Assignment: Beginning with the first line of the data below, extract each line up to and including the one containing "let mut review". Copy them exactly and add nothing.

Input for this task:

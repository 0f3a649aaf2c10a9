//! `clausecheck review`: analyse a clause, expand the requested cards and
//! fetch their explanations.

use std::io::Read;
use std::time::Duration;

use anyhow::{Context, bail};
use chrono::{DateTime, Utc};
use clausecheck_core::{Analysis, Catalog, ClauseSession, ExplainRequest, FoundError, Review};
use clausecheck_explain::{ExplainClient, fetch_all};
use serde::Serialize;

use crate::ReviewArgs;
use crate::display;

pub async fn run(catalog: Catalog, args: &ReviewArgs) -> anyhow::Result<()> {
    let clause = read_clause(args)?;

    let mut session = ClauseSession::new(catalog);
    session.set_input(clause);
    let analysis = session.analyse().clone();
    let mut review = Review::new(session.input(), &analysis);

    let requests = if args.explain {
        review.expand_all()
    } else {
        expand_selected(&mut review, &args.expand)?
    };

    if !requests.is_empty() {
        let client = ExplainClient::with_timeout(
            args.endpoint.clone(),
            Duration::from_secs(args.timeout),
        )?;
        for (index, outcome) in fetch_all(&client, requests).await {
            review.resolve(index, outcome);
        }
    }

    if args.json {
        let report = ReviewReport::new(&analysis, &review);
        println!("{}", serde_json::to_string_pretty(&report)?);
    } else {
        display::print_review(&analysis, &review, !args.no_color);
    }
    Ok(())
}

fn read_clause(args: &ReviewArgs) -> anyhow::Result<String> {
    match &args.file {
        Some(path) => std::fs::read_to_string(path)
            .with_context(|| format!("reading clause from {}", path.display())),
        None => {
            let mut buf = String::new();
            std::io::stdin()
                .read_to_string(&mut buf)
                .context("reading clause from stdin")?;
            Ok(buf)
        }
    }
}

/// Expand the 1-based card numbers given on the command line.
fn expand_selected(
    review: &mut Review,
    numbers: &[usize],
) -> anyhow::Result<Vec<(usize, ExplainRequest)>> {
    let count = review.cards().len();
    let mut requests = Vec::new();
    for &n in numbers {
        if n == 0 || n > count {
            bail!("no item {n}: the review has {count} item(s)");
        }
        if let Some(req) = review.expand(n - 1) {
            requests.push((n - 1, req));
        }
    }
    Ok(requests)
}

#[derive(Serialize)]
struct ItemReport<'a> {
    #[serde(flatten)]
    item: &'a clausecheck_core::ReviewItem,
    open: bool,
    #[serde(skip_serializing_if = "Option::is_none")]
    explanation: Option<&'a str>,
    #[serde(skip_serializing_if = "Option::is_none")]
    suggestion: Option<&'a str>,
}

#[derive(Serialize)]
struct ReviewReport<'a> {
    analysed_at: DateTime<Utc>,
    title: String,
    total_errors: usize,
    institution_found: bool,
    institutions: &'a [String],
    found_errors: &'a [FoundError],
    highlights: &'a [String],
    items: Vec<ItemReport<'a>>,
}

impl<'a> ReviewReport<'a> {
    fn new(analysis: &'a Analysis, review: &'a Review) -> Self {
        let items = review
            .cards()
            .iter()
            .map(|card| {
                let (text, suggestion) = card.body();
                let open = card.is_open();
                ItemReport {
                    item: card.item(),
                    open,
                    explanation: (open && suggestion.is_some()).then_some(text),
                    suggestion,
                }
            })
            .collect();
        Self {
            analysed_at: Utc::now(),
            title: review.title(),
            total_errors: review.total_errors(),
            institution_found: analysis.institution_found(),
            institutions: &analysis.institutions,
            found_errors: &analysis.found_errors,
            highlights: &analysis.highlights,
            items,
        }
    }
}
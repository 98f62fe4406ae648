//! CLI configuration utilities

use anyhow::{Context, Result};
use fawwerty_core::{AppConfig, StateDir};
use std::path::{Path, PathBuf};

/// Load configuration, preferring an explicit file over the state dir default
pub fn load_config(
    path: Option<&Path>,
    state_dir: &StateDir,
    api_url: Option<String>,
) -> Result<AppConfig> {
    let mut config = match path {
        Some(path) => AppConfig::load(Some(path))
            .with_context(|| format!("Failed to load configuration from {}", path.display()))?,
        None => AppConfig::load_optional(&state_dir.config_path())?,
    };

    if let Some(url) = api_url {
        config.api.base_url = url;
    }

    Ok(config)
}

/// Directory holding the durable session file
pub fn session_dir(config: &AppConfig, state_dir: &StateDir) -> PathBuf {
    config
        .storage
        .dir
        .clone()
        .unwrap_or_else(|| state_dir.data_dir())
}
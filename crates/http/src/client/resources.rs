//! Dashboard resource endpoints
//!
//! Bodies and responses are opaque JSON; the backend owns their shape.

use super::{ApiClient, ClientError, RequestOptions};
use serde_json::Value;
use url::form_urlencoded;

/// Append URL-encoded query parameters to `path`
pub fn with_query(path: &str, params: &[(&str, &str)]) -> String {
    if params.is_empty() {
        return path.to_string();
    }
    let query = form_urlencoded::Serializer::new(String::new())
        .extend_pairs(params)
        .finish();
    format!("{path}?{query}")
}

impl ApiClient {
    async fn get_json(&self, endpoint: &str) -> Result<Value, ClientError> {
        self.request(endpoint, RequestOptions::get()).await
    }

    // Admin

    pub async fn admin_summary(&self) -> Result<Value, ClientError> {
        self.get_json("/admin/summary").await
    }

    pub async fn list_clients(&self, params: &[(&str, &str)]) -> Result<Value, ClientError> {
        self.get_json(&with_query("/admin/clients", params)).await
    }

    pub async fn create_client(&self, client: &Value) -> Result<Value, ClientError> {
        self.request("/admin/clients", RequestOptions::post(client.clone()))
            .await
    }

    pub async fn update_client(&self, client_id: &str, client: &Value) -> Result<Value, ClientError> {
        self.request(
            &format!("/admin/clients/{client_id}"),
            RequestOptions::patch(client.clone()),
        )
        .await
    }

    pub async fn delete_client(&self, client_id: &str) -> Result<Value, ClientError> {
        self.request(&format!("/admin/clients/{client_id}"), RequestOptions::delete())
            .await
    }

    pub async fn list_incidents(&self, params: &[(&str, &str)]) -> Result<Value, ClientError> {
        self.get_json(&with_query("/incidents", params)).await
    }

    pub async fn create_incident(&self, incident: &Value) -> Result<Value, ClientError> {
        self.request("/incidents", RequestOptions::post(incident.clone()))
            .await
    }

    pub async fn update_incident(
        &self,
        incident_id: &str,
        incident: &Value,
    ) -> Result<Value, ClientError> {
        self.request(
            &format!("/incidents/{incident_id}"),
            RequestOptions::patch(incident.clone()),
        )
        .await
    }

    pub async fn list_reports(&self, params: &[(&str, &str)]) -> Result<Value, ClientError> {
        self.get_json(&with_query("/reports", params)).await
    }

    pub async fn export_report(&self, report: &Value) -> Result<Value, ClientError> {
        self.request("/reports/export", RequestOptions::post(report.clone()))
            .await
    }

    pub async fn team(&self) -> Result<Value, ClientError> {
        self.get_json("/admin/users").await
    }

    pub async fn update_user_role(&self, user_id: &str, role: &Value) -> Result<Value, ClientError> {
        self.request(
            &format!("/admin/roles/{user_id}"),
            RequestOptions::patch(role.clone()),
        )
        .await
    }

    pub async fn settings(&self) -> Result<Value, ClientError> {
        self.get_json("/settings").await
    }

    pub async fn update_settings(&self, settings: &Value) -> Result<Value, ClientError> {
        self.request("/settings", RequestOptions::patch(settings.clone()))
            .await
    }

    // Client portal

    pub async fn client_summary(&self) -> Result<Value, ClientError> {
        self.get_json("/client/summary").await
    }

    pub async fn client_dashboard(&self) -> Result<Value, ClientError> {
        self.get_json("/client/dashboard").await
    }

    pub async fn client_incidents(&self) -> Result<Value, ClientError> {
        self.get_json("/client/incidents").await
    }

    pub async fn report_incident(&self, incident: &Value) -> Result<Value, ClientError> {
        self.request(
            "/client/incidents/report",
            RequestOptions::post(incident.clone()),
        )
        .await
    }

    pub async fn client_reports(&self) -> Result<Value, ClientError> {
        self.get_json("/client/reports").await
    }

    pub async fn compliance(&self) -> Result<Value, ClientError> {
        self.get_json("/compliance").await
    }

    pub async fn update_compliance(&self, compliance: &Value) -> Result<Value, ClientError> {
        self.request("/compliance", RequestOptions::patch(compliance.clone()))
            .await
    }

    pub async fn training_modules(&self) -> Result<Value, ClientError> {
        self.get_json("/training/modules").await
    }

    pub async fn training_progress(&self) -> Result<Value, ClientError> {
        self.get_json("/training/progress").await
    }

    pub async fn update_training_progress(&self, progress: &Value) -> Result<Value, ClientError> {
        self.request("/training/progress", RequestOptions::post(progress.clone()))
            .await
    }

    pub async fn messages(&self) -> Result<Value, ClientError> {
        self.get_json("/messages").await
    }

    pub async fn send_message(&self, message: &Value) -> Result<Value, ClientError> {
        self.request("/messages", RequestOptions::post(message.clone()))
            .await
    }

    pub async fn billing(&self) -> Result<Value, ClientError> {
        self.get_json("/billing").await
    }

    pub async fn account(&self) -> Result<Value, ClientError> {
        self.get_json("/account").await
    }

    pub async fn update_account(&self, account: &Value) -> Result<Value, ClientError> {
        self.request("/account", RequestOptions::patch(account.clone()))
            .await
    }
}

Exercise answer:
repository 0f3a649aaf2c10a9
//! `clausecheck review`: analyse a clause, expand the requested cards and
//! fetch their explanations.

use std::io::Read;
use std::time::Duration;

use anyhow::{Context, bail};
use chrono::{DateTime, Utc};
use clausecheck_core::{Analysis, Catalog, ClauseSession, ExplainRequest, FoundError, Review};
use clausecheck_explain::{ExplainClient, fetch_all};
use serde::Serialize;

use crate::ReviewArgs;
use crate::display;

pub async fn run(catalog: Catalog, args: &ReviewArgs) -> anyhow::Result<()> {
    let clause = read_clause(args)?;

    let mut session = ClauseSession::new(catalog);
    session.set_input(clause);
    let analysis = session.analyse().clone();
    let mut review = Review::new(session.input(), &analysis);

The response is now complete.